### Aim of the exercise
For the entries below, the expected answer is the line with "pub fn any(&self)", the line with "renders as blank", and every line between them, exactly as written, and nothing more.

Dataset entries
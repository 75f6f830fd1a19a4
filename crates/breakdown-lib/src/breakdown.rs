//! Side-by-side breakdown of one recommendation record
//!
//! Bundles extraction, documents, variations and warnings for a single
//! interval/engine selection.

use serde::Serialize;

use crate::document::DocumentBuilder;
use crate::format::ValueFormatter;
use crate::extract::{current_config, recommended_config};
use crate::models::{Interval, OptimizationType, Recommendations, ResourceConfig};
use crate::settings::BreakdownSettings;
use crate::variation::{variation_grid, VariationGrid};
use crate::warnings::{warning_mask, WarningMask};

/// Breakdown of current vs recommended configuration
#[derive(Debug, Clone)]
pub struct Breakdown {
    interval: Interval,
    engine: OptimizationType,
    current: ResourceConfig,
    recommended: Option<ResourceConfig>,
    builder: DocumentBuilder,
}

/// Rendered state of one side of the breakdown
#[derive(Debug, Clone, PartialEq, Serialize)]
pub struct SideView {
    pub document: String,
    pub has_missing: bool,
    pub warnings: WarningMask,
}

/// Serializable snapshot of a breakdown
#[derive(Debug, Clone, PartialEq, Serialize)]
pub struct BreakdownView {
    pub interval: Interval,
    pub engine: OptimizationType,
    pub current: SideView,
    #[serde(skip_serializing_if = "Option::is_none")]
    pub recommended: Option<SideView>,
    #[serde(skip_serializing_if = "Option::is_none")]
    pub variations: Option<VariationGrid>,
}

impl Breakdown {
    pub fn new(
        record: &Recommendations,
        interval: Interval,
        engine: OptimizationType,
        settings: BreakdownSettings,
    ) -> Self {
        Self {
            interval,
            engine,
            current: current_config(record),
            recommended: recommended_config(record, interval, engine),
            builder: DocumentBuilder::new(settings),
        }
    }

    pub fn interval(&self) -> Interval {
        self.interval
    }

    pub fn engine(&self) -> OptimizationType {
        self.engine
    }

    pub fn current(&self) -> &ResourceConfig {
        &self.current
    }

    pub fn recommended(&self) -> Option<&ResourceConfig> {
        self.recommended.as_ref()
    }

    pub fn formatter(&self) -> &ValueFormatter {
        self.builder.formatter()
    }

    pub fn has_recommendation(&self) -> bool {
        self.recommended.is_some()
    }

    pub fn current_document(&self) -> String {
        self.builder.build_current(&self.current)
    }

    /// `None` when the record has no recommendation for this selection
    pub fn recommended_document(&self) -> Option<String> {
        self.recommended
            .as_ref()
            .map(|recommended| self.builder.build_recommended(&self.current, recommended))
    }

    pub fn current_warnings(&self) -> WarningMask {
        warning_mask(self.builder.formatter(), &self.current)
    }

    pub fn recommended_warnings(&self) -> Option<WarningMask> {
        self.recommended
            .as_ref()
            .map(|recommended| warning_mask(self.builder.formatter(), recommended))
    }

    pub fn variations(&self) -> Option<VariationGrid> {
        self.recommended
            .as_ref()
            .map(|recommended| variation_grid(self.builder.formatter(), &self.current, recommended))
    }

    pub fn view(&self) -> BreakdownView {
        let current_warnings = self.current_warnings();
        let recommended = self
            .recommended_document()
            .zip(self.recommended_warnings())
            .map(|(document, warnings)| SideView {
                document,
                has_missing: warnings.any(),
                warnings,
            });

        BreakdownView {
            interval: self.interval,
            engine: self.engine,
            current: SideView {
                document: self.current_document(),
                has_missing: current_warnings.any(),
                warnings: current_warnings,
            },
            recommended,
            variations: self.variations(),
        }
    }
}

--

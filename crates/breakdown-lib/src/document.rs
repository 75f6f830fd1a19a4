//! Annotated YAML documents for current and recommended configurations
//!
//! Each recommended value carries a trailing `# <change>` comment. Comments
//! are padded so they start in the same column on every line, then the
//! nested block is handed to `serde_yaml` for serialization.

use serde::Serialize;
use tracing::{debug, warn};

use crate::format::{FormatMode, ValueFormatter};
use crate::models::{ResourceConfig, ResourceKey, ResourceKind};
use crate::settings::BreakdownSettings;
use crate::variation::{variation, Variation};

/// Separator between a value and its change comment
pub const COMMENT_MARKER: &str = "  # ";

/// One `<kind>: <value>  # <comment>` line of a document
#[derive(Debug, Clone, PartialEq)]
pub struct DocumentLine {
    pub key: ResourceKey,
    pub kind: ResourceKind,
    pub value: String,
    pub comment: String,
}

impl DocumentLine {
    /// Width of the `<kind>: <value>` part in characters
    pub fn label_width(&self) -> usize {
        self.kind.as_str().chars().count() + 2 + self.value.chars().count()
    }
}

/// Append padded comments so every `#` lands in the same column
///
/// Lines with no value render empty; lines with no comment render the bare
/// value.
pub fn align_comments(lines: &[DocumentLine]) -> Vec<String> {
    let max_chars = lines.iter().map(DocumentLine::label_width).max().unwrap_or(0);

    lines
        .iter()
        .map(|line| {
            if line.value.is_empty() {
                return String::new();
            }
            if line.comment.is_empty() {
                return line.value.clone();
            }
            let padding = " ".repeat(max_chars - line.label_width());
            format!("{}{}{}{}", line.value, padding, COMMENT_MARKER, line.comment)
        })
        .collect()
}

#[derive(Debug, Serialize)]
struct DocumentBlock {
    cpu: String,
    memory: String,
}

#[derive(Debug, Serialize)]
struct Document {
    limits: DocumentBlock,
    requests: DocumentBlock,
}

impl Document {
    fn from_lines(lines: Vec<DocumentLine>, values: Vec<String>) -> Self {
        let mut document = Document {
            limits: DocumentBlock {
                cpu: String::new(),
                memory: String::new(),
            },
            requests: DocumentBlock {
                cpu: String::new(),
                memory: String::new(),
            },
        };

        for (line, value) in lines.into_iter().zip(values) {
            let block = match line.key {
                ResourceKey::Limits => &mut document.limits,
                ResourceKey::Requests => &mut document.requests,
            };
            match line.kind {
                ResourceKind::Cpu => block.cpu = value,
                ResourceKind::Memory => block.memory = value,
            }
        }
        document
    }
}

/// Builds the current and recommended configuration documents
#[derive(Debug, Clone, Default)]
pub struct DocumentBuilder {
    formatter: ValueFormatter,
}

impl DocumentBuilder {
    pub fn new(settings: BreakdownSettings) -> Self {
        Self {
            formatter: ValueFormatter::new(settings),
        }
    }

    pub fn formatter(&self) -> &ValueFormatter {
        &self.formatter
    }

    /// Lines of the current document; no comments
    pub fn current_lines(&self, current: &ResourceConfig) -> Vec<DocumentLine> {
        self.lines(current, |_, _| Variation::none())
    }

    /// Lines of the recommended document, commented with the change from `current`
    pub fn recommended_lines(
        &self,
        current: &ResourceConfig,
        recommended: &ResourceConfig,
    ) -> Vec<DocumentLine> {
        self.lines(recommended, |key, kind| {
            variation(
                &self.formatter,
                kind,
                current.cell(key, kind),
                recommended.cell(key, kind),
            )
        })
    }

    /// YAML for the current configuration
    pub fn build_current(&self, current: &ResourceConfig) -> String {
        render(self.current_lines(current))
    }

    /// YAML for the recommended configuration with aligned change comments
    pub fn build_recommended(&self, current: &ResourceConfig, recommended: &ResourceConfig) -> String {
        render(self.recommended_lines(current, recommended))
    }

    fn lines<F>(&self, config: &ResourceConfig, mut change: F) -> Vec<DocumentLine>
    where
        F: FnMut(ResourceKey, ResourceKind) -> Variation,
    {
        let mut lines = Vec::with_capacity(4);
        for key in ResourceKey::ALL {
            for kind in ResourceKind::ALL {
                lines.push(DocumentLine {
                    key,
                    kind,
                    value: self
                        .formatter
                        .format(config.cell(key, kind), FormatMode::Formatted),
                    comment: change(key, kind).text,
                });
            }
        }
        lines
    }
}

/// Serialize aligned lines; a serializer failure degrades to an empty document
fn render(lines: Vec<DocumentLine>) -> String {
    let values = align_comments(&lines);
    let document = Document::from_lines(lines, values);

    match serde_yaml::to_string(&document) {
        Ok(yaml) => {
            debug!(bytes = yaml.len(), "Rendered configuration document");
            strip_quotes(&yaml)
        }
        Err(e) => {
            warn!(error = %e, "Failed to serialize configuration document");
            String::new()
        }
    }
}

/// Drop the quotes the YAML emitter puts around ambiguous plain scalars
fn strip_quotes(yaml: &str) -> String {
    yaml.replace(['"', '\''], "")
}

--

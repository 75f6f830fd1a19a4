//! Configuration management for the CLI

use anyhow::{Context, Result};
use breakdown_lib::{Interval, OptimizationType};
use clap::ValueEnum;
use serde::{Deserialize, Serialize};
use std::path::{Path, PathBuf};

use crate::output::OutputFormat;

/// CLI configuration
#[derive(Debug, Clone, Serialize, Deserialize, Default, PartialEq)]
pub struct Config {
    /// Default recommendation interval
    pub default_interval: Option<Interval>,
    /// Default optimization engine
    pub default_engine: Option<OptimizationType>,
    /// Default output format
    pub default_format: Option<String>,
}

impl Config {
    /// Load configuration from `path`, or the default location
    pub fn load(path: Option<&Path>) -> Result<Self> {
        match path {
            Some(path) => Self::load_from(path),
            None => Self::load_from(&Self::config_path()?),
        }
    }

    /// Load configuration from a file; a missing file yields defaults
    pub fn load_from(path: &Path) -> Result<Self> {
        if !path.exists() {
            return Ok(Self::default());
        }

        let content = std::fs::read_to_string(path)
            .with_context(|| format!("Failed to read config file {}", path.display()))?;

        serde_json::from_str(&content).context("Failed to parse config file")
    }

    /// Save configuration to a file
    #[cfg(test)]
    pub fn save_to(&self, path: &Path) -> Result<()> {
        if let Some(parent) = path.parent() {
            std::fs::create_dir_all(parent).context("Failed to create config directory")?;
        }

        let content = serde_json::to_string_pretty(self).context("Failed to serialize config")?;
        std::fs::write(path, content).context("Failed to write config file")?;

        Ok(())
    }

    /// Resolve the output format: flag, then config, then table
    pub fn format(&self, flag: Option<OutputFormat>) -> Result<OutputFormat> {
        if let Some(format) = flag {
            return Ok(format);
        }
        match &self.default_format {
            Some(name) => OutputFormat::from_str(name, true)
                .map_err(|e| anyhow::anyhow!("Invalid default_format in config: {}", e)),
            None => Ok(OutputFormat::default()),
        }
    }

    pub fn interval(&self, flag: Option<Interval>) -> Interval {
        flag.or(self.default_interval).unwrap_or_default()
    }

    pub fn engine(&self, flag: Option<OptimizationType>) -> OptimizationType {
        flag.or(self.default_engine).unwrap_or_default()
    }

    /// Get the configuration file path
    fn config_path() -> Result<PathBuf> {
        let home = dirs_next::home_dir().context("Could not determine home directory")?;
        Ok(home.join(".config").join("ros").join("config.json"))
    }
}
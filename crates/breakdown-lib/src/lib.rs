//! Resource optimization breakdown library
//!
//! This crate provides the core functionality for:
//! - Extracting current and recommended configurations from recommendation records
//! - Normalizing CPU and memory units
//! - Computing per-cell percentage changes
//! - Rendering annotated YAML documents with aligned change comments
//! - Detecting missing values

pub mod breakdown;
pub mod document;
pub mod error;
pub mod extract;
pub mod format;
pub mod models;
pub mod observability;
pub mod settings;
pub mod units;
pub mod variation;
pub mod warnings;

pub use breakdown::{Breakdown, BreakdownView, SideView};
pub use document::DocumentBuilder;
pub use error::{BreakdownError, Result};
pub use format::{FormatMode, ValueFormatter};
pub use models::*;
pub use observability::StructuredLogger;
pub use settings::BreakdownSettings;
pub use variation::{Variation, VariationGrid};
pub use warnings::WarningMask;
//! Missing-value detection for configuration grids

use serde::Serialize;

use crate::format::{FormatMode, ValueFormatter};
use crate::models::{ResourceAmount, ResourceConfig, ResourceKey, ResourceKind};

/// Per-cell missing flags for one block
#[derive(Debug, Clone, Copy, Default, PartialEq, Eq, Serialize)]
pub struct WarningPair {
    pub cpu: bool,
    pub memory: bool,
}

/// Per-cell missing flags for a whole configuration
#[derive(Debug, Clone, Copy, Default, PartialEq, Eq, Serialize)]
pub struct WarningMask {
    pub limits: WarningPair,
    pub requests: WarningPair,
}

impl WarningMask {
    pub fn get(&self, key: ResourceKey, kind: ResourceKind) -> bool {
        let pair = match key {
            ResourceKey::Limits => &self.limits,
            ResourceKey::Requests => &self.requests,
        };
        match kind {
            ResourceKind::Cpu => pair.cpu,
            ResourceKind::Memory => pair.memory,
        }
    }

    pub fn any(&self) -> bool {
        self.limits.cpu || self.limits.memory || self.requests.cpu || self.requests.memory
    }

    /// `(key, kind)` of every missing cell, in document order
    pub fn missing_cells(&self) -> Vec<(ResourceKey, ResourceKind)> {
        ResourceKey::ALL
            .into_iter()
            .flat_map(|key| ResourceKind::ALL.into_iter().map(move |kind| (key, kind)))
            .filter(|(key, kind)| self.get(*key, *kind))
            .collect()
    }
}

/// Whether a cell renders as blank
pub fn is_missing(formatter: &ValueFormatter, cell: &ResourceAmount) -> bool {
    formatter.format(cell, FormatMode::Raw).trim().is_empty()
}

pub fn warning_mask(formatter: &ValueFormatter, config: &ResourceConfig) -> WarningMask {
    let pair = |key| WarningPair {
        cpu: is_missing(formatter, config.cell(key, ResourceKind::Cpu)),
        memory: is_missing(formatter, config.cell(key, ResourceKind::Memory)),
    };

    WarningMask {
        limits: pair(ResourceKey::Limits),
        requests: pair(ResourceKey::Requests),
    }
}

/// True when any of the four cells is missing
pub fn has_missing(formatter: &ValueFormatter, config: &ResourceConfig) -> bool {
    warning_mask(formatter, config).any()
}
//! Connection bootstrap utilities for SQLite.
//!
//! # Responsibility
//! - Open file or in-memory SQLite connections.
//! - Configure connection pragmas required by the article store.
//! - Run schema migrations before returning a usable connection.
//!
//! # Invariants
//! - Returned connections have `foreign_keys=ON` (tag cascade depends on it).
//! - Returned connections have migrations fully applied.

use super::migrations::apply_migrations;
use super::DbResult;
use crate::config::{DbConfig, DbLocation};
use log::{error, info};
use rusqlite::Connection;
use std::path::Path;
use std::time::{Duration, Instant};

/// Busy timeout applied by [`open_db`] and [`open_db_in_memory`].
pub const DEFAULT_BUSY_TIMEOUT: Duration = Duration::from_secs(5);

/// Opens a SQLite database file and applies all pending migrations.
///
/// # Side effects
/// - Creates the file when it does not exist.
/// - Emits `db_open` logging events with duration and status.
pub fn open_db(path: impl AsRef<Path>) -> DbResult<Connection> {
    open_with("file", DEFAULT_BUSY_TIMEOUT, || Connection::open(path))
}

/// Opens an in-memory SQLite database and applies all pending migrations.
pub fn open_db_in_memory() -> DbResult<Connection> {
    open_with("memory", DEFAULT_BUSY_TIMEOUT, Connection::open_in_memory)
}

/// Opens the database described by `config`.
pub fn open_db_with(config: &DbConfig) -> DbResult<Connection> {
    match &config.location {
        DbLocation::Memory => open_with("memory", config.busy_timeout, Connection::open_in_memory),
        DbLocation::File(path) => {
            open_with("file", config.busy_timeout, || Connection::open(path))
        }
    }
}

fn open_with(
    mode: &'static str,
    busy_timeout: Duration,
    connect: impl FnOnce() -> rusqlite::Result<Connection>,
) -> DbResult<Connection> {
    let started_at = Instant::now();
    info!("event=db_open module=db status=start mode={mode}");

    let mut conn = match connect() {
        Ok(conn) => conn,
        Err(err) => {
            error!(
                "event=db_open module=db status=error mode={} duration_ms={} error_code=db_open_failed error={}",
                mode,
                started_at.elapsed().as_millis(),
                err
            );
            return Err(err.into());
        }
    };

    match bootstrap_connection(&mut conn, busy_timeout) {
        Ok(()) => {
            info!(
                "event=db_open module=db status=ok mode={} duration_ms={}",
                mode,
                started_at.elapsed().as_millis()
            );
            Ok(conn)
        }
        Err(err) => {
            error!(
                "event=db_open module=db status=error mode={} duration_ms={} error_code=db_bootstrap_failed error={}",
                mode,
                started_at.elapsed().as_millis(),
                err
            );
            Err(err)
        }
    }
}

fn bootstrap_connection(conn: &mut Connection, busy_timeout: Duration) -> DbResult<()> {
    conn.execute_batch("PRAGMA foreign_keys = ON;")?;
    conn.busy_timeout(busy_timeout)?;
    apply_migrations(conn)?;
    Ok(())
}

### Task result
    pub fn any(&self) -> bool {
        self.limits.cpu || self.limits.memory || self.requests.cpu || self.requests.memory
    }

    /// `(key, kind)` of every missing cell, in document order
    pub fn missing_cells(&self) -> Vec<(ResourceKey, ResourceKind)> {
        ResourceKey::ALL
            .into_iter()
            .flat_map(|key| ResourceKind::ALL.into_iter().map(move |kind| (key, kind)))
            .filter(|(key, kind)| self.get(*key, *kind))
            .collect()
    }
}

/// Whether a cell renders as blank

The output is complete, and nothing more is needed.